Cette digression a pour objet de faire ressortir quelque analogie entre le rejet d’un organe étranger par le corps humain et le rejet du type d’État importé de l’extérieur par le corps social. Le modèle d’État hérité de la  période coloniale est manifestement un organe étranger qui a beaucoup de peine à se faire accepter par la société. Celle-ci développe un ensemble de comportements qui sont véritablement des «anticorps» pour détruire «l’intru»: grogne continue, résistance passive ou active, révolte latente ou ouverte, incivisme fiscal, mauvaise gestion des deniers publics, non respect du bien public, etc. Certaines mentalités, formées pendant la période coloniale et ayant à l’époque une certaine justification, persistent toujours.

Aujourd’hui, encore, on continue de penser que voler l’État, ce n’est pas voler; casser des édifices publics, c’est faire du mal à l’État; payer ses impôts, c’est enrichir une clique de dirigeants véreux; dénoncer un suspect, c’est faire de la délation; défier des représentants de l’État dans l’exercice de leurs fonctions, c’est faire acte d’héroïsme; violer une loi ou un interdit n’est pas bien grave, car tout peut se négocier et tout peut s’arranger.

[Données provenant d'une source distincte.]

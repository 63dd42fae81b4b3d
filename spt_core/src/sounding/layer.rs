//! Stratigraphic layers (camadas) and the NSPT-based state descriptors.

use serde::{Deserialize, Serialize};

/// Consistency of clayey soils, from NSPT.
#[derive(Debug, Clone, Copy, PartialEq, Eq, Hash, Serialize, Deserialize)]
#[serde(rename_all = "snake_case")]
pub enum Consistency {
    MuitoMole,
    Mole,
    Media,
    Rija,
    MuitoRija,
    Dura,
}

impl Consistency {
    pub fn code(&self) -> &'static str {
        match self {
            Consistency::MuitoMole => "muito_mole",
            Consistency::Mole => "mole",
            Consistency::Media => "media",
            Consistency::Rija => "rija",
            Consistency::MuitoRija => "muito_rija",
            Consistency::Dura => "dura",
        }
    }

    /// Text used inside layer descriptions
    pub fn display_name(&self) -> &'static str {
        match self {
            Consistency::MuitoMole => "muito mole",
            Consistency::Mole => "mole",
            Consistency::Media => "média",
            Consistency::Rija => "rija",
            Consistency::MuitoRija => "muito rija",
            Consistency::Dura => "dura",
        }
    }
}

/// Compactness of sandy soils, from NSPT.
#[derive(Debug, Clone, Copy, PartialEq, Eq, Hash, Serialize, Deserialize)]
#[serde(rename_all = "snake_case")]
pub enum Compactness {
    Fofa,
    PoucoCompacta,
    MedianamenteCompacta,
    Compacta,
    MuitoCompacta,
}

impl Compactness {
    pub fn code(&self) -> &'static str {
        match self {
            Compactness::Fofa => "fofa",
            Compactness::PoucoCompacta => "pouco_compacta",
            Compactness::MedianamenteCompacta => "medianamente_compacta",
            Compactness::Compacta => "compacta",
            Compactness::MuitoCompacta => "muito_compacta",
        }
    }

    pub fn display_name(&self) -> &'static str {
        match self {
            Compactness::Fofa => "fofa",
            Compactness::PoucoCompacta => "pouco compacta",
            Compactness::MedianamenteCompacta => "medianamente compacta",
            Compactness::Compacta => "compacta",
            Compactness::MuitoCompacta => "muito compacta",
        }
    }
}

/// One depth interval of the stratigraphic profile.
///
/// Classification is kept as its raw code: the data layer may hand in codes
/// outside the normative set, and the validator must be able to say so.
/// Use [`crate::soil::SoilClass::from_code`] to get the typed value.
#[derive(Debug, Clone, PartialEq, Serialize, Deserialize)]
pub struct Layer {
    pub number: u32,
    pub initial_depth_m: f64,
    pub final_depth_m: f64,

    /// Primary classification code, e.g. "argila_arenosa"
    #[serde(default)]
    pub primary_classification: Option<String>,
    /// Secondary qualifier, free text (e.g. "arenosa")
    #[serde(default)]
    pub secondary_classification: Option<String>,

    /// Soil color as observed in the field
    #[serde(default)]
    pub color: Option<String>,

    /// Clays only
    #[serde(default)]
    pub consistency: Option<Consistency>,
    /// Sands only
    #[serde(default)]
    pub compactness: Option<Compactness>,

    /// Full free-text description (required by NBR 6484:2020 5.2.3)
    #[serde(default)]
    pub description: Option<String>,

    /// Origin code: SR, SA, AT, AO, RO
    #[serde(default)]
    pub origin: Option<String>,
}

impl Layer {
    pub fn new(
        number: u32,
        initial_depth_m: f64,
        final_depth_m: f64,
        classification: impl Into<String>,
    ) -> Self {
        Layer {
            number,
            initial_depth_m,
            final_depth_m,
            primary_classification: Some(classification.into()),
            secondary_classification: None,
            color: None,
            consistency: None,
            compactness: None,
            description: None,
            origin: None,
        }
    }

    pub fn with_description(mut self, description: impl Into<String>) -> Self {
        self.description = Some(description.into());
        self
    }

    pub fn with_color(mut self, color: impl Into<String>) -> Self {
        self.color = Some(color.into());
        self
    }

    pub fn with_origin(mut self, origin: impl Into<String>) -> Self {
        self.origin = Some(origin.into());
        self
    }

    pub fn thickness_m(&self) -> f64 {
        self.final_depth_m - self.initial_depth_m
    }
}

#[cfg(test)]
mod tests {
    use super::*;

    #[test]
    fn test_layer_thickness() {
        let layer = Layer::new(1, 1.5, 4.25, "argila");
        assert!((layer.thickness_m() - 2.75).abs() < 1e-9);
    }

    #[test]
    fn test_descriptor_serialization() {
        assert_eq!(serde_json::to_string(&Consistency::MuitoRija).unwrap(), "\"muito_rija\"");
        assert_eq!(
            serde_json::to_string(&Compactness::MedianamenteCompacta).unwrap(),
            "\"medianamente_compacta\""
        );
        assert_eq!(Compactness::PoucoCompacta.display_name(), "pouco compacta");
    }
}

Pour maintenir ce type d’État, le médicament «antirejet» le plus prisé par les autorités est le pouvoir de coercition, de répression et de dissuasion des forces armées et de sécurité, de l’appareil administratif et du système judiciaire. La guerre d’usure entre l’État et la société, qui a commencé sous la  période coloniale, se poursuit encore de nos jours et il est difficile de prédire quel camp en sortira victorieux. Le phénomène  se rencontre dans les autres pays africains. Parlant de l’État africain, Médard note qu’il a une nature ambiguë et hybride: il est à la fois une réalité et une fiction, il est à la fois fort et mou, il est à la fois surdéveloppé et sous-développé.

Il décrit cette dernière contradiction en ces termes: «Un État surdéveloppé: quantitativement par rapport à la société, l’appareil d’État occupe un espace considérable et emploie un personnel pléthorique. Sa capacité de coercition est forte.

D’un autre coté, on peut soutenir que l’impuissance caractéristique de cet Etat relève de la notion de sous-développement: il s’agit d’un État sous- développé. Là encore, il n’y a pas contradiction: l’État est surdéveloppé quantitativement et structurellement, il est sous-développé du point de vue qualitatif et fonctionnel. Tous ces paradoxes trouvent leurs sources dans la relation qui unit l’État et la société.»